Dive Brief:
- Half of line of business workers are frustrated about IT's ability to quickly deliver on digital projects, according to data from Mulesoft based on surveys of 1,739 middle managers.
- A lack of connectivity between existing IT systems, applications and data hampers the delivery of digital projects, according to one-third of respondents. Challenges in accessing digital skills and overreliance on internal IT teams create additional drag on the deployment of enterprise tech, according to the survey.
- Two-thirds of line of business managers are unsure their company has sufficient skills and technology to keep up with accelerated digital project demand in the wake of the COVID-19 pandemic.
Dive Insight:
Tension ensued after the pandemic made technology demands rise across organizations. Operations pressed IT for more — from expanded VPN access to new capabilities to uphold ecommerce.
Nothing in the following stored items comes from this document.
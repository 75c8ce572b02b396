//! Definite assignment analysis and flow-based type narrowing.
//!
//! Extracted from `flow_analysis.rs`: control flow narrowing at identifier usage,
//! definite assignment checking (TS2454), TDZ analysis, and typeof-based narrowing.

use crate::FlowAnalyzer;
use crate::query_boundaries::flow_analysis::{
    are_types_mutually_subtype_with_env, tuple_elements_for_type, union_members_for_type,
};
use crate::state::{CheckerState, MAX_TREE_WALK_ITERATIONS};
use std::rc::Rc;
use tsz_binder::{SymbolId, flow_flags};
use tsz_parser::parser::NodeIndex;
use tsz_parser::parser::syntax_kind_ext;
use tsz_scanner::SyntaxKind;
use tsz_solver::TypeId;
//! Assignability Checking Module
//!
//! This module contains methods for checking type assignability and subtyping.
//! It handles:
//! - Basic assignability checks (`is_assignable_to`)
//! - Subtype checking (`is_subtype_of`)
//! - Type identity (`are_types_identical`)
//! - Union type assignability
//! - Excess property checking for object literals
//! - Weak type union violations
//!
//! This module extends CheckerState with assignability-related methods as part of
//! the Phase 2 architecture refactoring (task 2.3 - file splitting).

use crate::query_boundaries::assignability::{
    AssignabilityEvalKind, ExcessPropertiesKind, TypeTraversalKind, are_types_overlapping_with_env,
    classify_for_assignability_eval, classify_for_excess_properties, classify_for_traversal,
    explain_assignability_failure_with_context, is_callable_type,
    is_weak_union_violation_with_context, object_shape_for_type,
};
use crate::state::{CheckerOverrideProvider, CheckerState};
use tracing::trace;
use tsz_parser::parser::NodeIndex;
use tsz_parser::parser::syntax_kind_ext;
use tsz_solver::TypeId;
use tsz_solver::types::RelationCacheKey;
//! Tests for type overlap detection (TS2367).

use crate::intern::TypeInterner;
use crate::subtype::SubtypeChecker;
use crate::types::*;

#[test]
fn test_identical_types_overlap() {
    let interner = TypeInterner::new();
    let checker = SubtypeChecker::new(&interner);

    // Identical types overlap (unless never)
    assert!(checker.are_types_overlapping(TypeId::STRING, TypeId::STRING));
    assert!(checker.are_types_overlapping(TypeId::NUMBER, TypeId::NUMBER));
    assert!(!checker.are_types_overlapping(TypeId::NEVER, TypeId::NEVER));
}

#[test]
fn test_any_unknown_overlap_with_everything_except_never() {
    let interner = TypeInterner::new();
    let checker = SubtypeChecker::new(&interner);

    // any and unknown overlap with everything except never
    assert!(checker.are_types_overlapping(TypeId::ANY, TypeId::STRING));
    assert!(checker.are_types_overlapping(TypeId::STRING, TypeId::ANY));
    assert!(checker.are_types_overlapping(TypeId::UNKNOWN, TypeId::NUMBER));
    assert!(checker.are_types_overlapping(TypeId::NUMBER, TypeId::UNKNOWN));
    assert!(!checker.are_types_overlapping(TypeId::ANY, TypeId::NEVER));
    assert!(!checker.are_types_overlapping(TypeId::UNKNOWN, TypeId::NEVER));
}

#[test]
fn test_different_primitives_do_not_overlap() {
    let interner = TypeInterner::new();
    let checker = SubtypeChecker::new(&interner);

    // Different primitives never overlap
    assert!(!checker.are_types_overlapping(TypeId::STRING, TypeId::NUMBER));
    assert!(!checker.are_types_overlapping(TypeId::NUMBER, TypeId::BOOLEAN));
    assert!(!checker.are_types_overlapping(TypeId::BOOLEAN, TypeId::BIGINT));
    assert!(!checker.are_types_overlapping(TypeId::BIGINT, TypeId::SYMBOL));
}

#[test]
fn test_literal_and_primitive_overlap() {
    let interner = TypeInterner::new();

    let string_literal = interner.literal_string("hello");
    let number_literal = interner.literal_number(42.0);

    let checker = SubtypeChecker::new(&interner);

    // Literal overlaps with its primitive type
    assert!(checker.are_types_overlapping(string_literal, TypeId::STRING));
    assert!(checker.are_types_overlapping(number_literal, TypeId::NUMBER));
}

#[test]
fn test_different_literals_of_same_primitive_do_not_overlap() {
    let interner = TypeInterner::new();

    let hello = interner.literal_string("hello");
    let world = interner.literal_string("world");
    let one = interner.literal_number(1.0);
    let two = interner.literal_number(2.0);

    let checker = SubtypeChecker::new(&interner);

    // Different string literals don't overlap
    assert!(!checker.are_types_overlapping(hello, world));

    // Different number literals don't overlap
    assert!(!checker.are_types_overlapping(one, two));
}

#[test]
fn test_same_literals_overlap() {
    let interner = TypeInterner::new();

    let hello1 = interner.literal_string("hello");
    let hello2 = interner.literal_string("hello");

    let checker = SubtypeChecker::new(&interner);

    // Same literals overlap
    assert!(checker.are_types_overlapping(hello1, hello2));
}

#[test]
fn test_object_property_type_mismatch() {
    let interner = TypeInterner::new();

    // Create { a: string }
    let obj1 = interner.object(vec![PropertyInfo::new(
        interner.intern_string("a"),
        TypeId::STRING,
    )]);

    // Create { a: number }
    let obj2 = interner.object(vec![PropertyInfo::new(
        interner.intern_string("a"),
        TypeId::NUMBER,
    )]);

    let checker = SubtypeChecker::new(&interner);

    // Objects with mismatched property types don't overlap
    assert!(!checker.are_types_overlapping(obj1, obj2));
}

#[test]
fn test_objects_with_different_properties_overlap() {
    let interner = TypeInterner::new();

    // Create { a: number }
    let obj1 = interner.object(vec![PropertyInfo::new(
        interner.intern_string("a"),
        TypeId::NUMBER,
    )]);

    // Create { b: number }
    let obj2 = interner.object(vec![PropertyInfo::new(
        interner.intern_string("b"),
        TypeId::NUMBER,
    )]);

    let checker = SubtypeChecker::new(&interner);

    // Objects with different properties DO overlap (can have { a: number, b: number })
    assert!(checker.are_types_overlapping(obj1, obj2));
}

#[test]
fn test_void_and_undefined_overlap() {
    let interner = TypeInterner::new();
    let checker = SubtypeChecker::new(&interner);

    // void and undefined always overlap
    assert!(checker.are_types_overlapping(TypeId::VOID, TypeId::UNDEFINED));
    assert!(checker.are_types_overlapping(TypeId::UNDEFINED, TypeId::VOID));
}

#[test]
fn test_null_undefined_with_strict_null_checks() {
    let interner = TypeInterner::new();

    // With strict null checks ON (default)
    let checker_strict = SubtypeChecker::new(&interner).with_strict_null_checks(true);

    // null/undefined don't overlap with other primitives in strict mode
    assert!(!checker_strict.are_types_overlapping(TypeId::NULL, TypeId::STRING));
    assert!(!checker_strict.are_types_overlapping(TypeId::UNDEFINED, TypeId::NUMBER));

    // But they overlap with themselves
    assert!(checker_strict.are_types_overlapping(TypeId::NULL, TypeId::NULL));
    assert!(checker_strict.are_types_overlapping(TypeId::UNDEFINED, TypeId::UNDEFINED));
}

#[test]
fn test_null_undefined_without_strict_null_checks() {
    let interner = TypeInterner::new();

    // With strict null checks OFF
    let checker_non_strict = SubtypeChecker::new(&interner).with_strict_null_checks(false);

    // null/undefined overlap with everything in non-strict mode
    assert!(checker_non_strict.are_types_overlapping(TypeId::NULL, TypeId::STRING));
    assert!(checker_non_strict.are_types_overlapping(TypeId::UNDEFINED, TypeId::NUMBER));
    assert!(checker_non_strict.are_types_overlapping(TypeId::NULL, TypeId::BOOLEAN));
}

#[test]
fn test_object_keyword_vs_primitives() {
    let interner = TypeInterner::new();
    let checker = SubtypeChecker::new(&interner);

    // object keyword (non-primitive) doesn't overlap with primitives
    assert!(!checker.are_types_overlapping(TypeId::OBJECT, TypeId::STRING));
    assert!(!checker.are_types_overlapping(TypeId::OBJECT, TypeId::NUMBER));
}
IT not moving fast enough with digital implementations in the perspective of workers in the line of business is a common challenge, according to Marcus Torres, VP of product management, platform business and foundation at ServiceNow.
"Lines of business have to respond to the speed of their business," said Torres. "We know that today's environment is one of agility, and in that agility, not only do you need to move fast but you need to be resilient."
From the CIO's seat, IT teams no longer look like a separate island tending to the needs of an organization. The reality is that the business and tech worlds are inching closer together, with line of business workers increasing their technical chops. The CIO acts as a navigator who is comfortable in both worlds.
There's an evolution happening in the enterprise realm, one that involves "business teams and IT teams fusing together on a permanent basis to deliver more advanced business capabilities," said Irving Tyler, research VP at Gartner.
CIOs must "step up their leadership as they did during COVID[-19]," to ensure that stakeholders across the organizations feel a sense of co-responsibility regarding technology, as well as the technical proficiency of their staff, said Tyler.
Bolstered by platforms with more intuitive IT capabilities that don't require writing code, line of business users are becoming more hands-on in digital, with a majority of respondents involved in identifying, suggesting or creating new ways to enhance internal and external digital service delivery, according to the report.
Low code and other tools aimed at citizen developers are helping to bridge the tech gap, Torres said. Not only do they offload work from IT units and into business, but they create a partnership model that helps IT and business band closer together.
"When you have multiple organizations invested in the same outcome, that's where you get a team culture and an execution model that is invested on both sides, and when you have that, that's when you get resilience with agility," Torres said.